### DIRECTIONS FOR THIS TASK
Across the records that follow, count each line holding "loop", and write only the total.

### INFORMATION PROVIDED

━━━━━━

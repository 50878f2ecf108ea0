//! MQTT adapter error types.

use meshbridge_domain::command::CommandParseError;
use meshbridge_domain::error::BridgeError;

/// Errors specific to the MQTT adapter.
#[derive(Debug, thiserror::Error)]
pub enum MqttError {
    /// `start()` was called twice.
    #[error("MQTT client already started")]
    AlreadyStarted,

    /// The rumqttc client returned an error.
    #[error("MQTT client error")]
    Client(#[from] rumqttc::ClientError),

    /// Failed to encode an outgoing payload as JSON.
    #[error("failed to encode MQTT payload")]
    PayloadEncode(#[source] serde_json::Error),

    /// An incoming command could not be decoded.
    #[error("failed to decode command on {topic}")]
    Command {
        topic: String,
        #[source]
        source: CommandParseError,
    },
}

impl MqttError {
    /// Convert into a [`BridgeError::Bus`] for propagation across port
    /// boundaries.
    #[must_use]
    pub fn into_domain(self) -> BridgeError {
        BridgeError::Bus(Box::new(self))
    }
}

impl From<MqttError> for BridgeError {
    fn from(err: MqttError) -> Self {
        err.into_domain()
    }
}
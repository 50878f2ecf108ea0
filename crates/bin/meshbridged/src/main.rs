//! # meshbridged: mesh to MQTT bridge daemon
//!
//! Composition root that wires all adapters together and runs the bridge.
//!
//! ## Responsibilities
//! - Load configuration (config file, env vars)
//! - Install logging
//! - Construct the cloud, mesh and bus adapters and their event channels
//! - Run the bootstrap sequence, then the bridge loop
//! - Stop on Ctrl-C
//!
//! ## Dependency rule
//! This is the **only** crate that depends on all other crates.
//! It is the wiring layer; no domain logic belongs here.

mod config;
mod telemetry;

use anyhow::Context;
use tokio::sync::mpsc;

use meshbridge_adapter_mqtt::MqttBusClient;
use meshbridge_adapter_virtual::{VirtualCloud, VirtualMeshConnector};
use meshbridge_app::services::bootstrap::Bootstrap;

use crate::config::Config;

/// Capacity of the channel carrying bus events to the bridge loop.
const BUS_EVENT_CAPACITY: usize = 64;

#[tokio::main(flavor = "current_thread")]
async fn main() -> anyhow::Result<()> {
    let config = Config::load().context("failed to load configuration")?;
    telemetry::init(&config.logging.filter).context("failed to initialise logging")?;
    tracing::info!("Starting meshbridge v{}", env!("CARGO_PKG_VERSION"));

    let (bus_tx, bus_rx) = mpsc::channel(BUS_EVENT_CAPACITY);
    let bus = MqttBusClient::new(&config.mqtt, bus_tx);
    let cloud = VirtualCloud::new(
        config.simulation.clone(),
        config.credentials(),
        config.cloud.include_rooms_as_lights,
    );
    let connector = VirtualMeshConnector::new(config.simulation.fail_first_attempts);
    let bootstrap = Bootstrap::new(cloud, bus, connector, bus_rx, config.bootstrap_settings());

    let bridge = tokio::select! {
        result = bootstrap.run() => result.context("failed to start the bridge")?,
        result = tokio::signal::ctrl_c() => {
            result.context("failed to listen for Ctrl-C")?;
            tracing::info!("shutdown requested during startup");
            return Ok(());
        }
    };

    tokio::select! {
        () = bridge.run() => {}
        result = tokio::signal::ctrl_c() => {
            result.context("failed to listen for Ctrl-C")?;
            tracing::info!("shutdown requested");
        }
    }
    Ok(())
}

━━━━━━

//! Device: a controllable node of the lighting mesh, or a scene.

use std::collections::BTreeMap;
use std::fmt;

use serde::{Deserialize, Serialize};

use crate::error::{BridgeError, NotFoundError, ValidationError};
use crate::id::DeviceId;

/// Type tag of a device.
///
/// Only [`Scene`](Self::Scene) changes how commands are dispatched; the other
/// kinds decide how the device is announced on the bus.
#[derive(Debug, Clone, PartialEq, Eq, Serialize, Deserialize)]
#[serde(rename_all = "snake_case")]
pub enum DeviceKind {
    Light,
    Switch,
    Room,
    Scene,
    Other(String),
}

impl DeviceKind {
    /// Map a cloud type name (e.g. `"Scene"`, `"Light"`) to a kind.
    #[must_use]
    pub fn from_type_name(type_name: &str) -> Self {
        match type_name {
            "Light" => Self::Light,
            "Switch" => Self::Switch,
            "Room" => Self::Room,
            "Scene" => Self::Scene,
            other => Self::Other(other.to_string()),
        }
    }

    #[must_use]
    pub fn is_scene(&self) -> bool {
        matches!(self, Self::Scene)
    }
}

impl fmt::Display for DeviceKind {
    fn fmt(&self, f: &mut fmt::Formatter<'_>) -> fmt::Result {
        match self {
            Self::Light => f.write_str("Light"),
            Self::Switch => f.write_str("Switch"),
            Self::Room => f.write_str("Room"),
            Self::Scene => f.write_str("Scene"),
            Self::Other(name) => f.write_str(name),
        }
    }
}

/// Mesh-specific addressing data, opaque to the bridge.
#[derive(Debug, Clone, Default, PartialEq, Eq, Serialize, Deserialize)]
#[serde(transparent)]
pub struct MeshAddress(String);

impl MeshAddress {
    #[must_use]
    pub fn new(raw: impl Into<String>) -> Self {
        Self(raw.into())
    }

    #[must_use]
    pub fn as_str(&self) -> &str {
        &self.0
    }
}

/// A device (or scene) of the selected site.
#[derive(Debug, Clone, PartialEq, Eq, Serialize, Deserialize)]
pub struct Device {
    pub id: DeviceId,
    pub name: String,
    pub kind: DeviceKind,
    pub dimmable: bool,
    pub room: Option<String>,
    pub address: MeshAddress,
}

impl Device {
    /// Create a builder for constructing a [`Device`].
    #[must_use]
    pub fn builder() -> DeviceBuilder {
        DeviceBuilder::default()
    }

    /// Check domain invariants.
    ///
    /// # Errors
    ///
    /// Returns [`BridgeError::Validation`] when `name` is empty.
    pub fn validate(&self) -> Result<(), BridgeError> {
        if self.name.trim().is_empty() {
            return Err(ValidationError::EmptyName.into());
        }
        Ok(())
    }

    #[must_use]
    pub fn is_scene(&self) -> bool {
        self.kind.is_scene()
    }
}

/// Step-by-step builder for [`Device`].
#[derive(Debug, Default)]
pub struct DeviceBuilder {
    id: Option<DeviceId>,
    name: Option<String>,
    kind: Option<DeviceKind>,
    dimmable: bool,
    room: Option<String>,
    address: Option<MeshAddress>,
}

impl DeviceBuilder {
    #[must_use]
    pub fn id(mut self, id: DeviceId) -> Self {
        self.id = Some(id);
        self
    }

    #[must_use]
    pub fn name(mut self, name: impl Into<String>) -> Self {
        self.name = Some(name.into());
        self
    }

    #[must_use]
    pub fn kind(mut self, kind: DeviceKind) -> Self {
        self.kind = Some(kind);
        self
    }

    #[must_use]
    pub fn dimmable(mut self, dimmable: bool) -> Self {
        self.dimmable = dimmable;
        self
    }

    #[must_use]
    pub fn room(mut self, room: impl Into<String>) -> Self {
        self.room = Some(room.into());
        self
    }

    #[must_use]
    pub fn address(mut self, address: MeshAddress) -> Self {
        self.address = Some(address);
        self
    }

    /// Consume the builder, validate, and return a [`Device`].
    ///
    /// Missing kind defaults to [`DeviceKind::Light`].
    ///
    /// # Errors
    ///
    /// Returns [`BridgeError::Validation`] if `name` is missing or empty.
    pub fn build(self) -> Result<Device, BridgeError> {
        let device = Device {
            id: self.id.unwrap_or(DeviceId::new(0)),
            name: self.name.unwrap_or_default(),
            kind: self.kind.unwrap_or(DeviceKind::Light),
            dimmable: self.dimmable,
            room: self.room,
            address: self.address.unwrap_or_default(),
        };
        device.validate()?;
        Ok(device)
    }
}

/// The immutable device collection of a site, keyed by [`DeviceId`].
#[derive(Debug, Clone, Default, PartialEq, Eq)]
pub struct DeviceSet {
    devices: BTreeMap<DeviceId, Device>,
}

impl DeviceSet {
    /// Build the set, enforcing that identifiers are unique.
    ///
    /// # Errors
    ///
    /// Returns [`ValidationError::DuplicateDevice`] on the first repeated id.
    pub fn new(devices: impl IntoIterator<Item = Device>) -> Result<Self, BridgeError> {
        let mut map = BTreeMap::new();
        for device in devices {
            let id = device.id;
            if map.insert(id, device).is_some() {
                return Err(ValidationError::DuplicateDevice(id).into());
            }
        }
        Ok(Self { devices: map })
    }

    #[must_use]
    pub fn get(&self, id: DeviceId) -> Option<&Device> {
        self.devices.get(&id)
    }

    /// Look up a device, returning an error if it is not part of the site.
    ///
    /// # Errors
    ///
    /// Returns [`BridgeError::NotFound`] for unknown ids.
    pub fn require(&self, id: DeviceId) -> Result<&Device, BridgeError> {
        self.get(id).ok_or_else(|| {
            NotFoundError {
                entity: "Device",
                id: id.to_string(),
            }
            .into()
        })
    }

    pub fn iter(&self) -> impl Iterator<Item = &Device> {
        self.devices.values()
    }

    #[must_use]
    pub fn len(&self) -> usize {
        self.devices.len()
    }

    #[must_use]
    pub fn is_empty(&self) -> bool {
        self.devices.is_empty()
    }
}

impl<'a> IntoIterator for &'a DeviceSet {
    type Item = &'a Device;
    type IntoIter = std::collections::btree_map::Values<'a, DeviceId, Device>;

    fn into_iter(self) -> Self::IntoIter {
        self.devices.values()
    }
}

━━━━━━

### THE ANSWER
2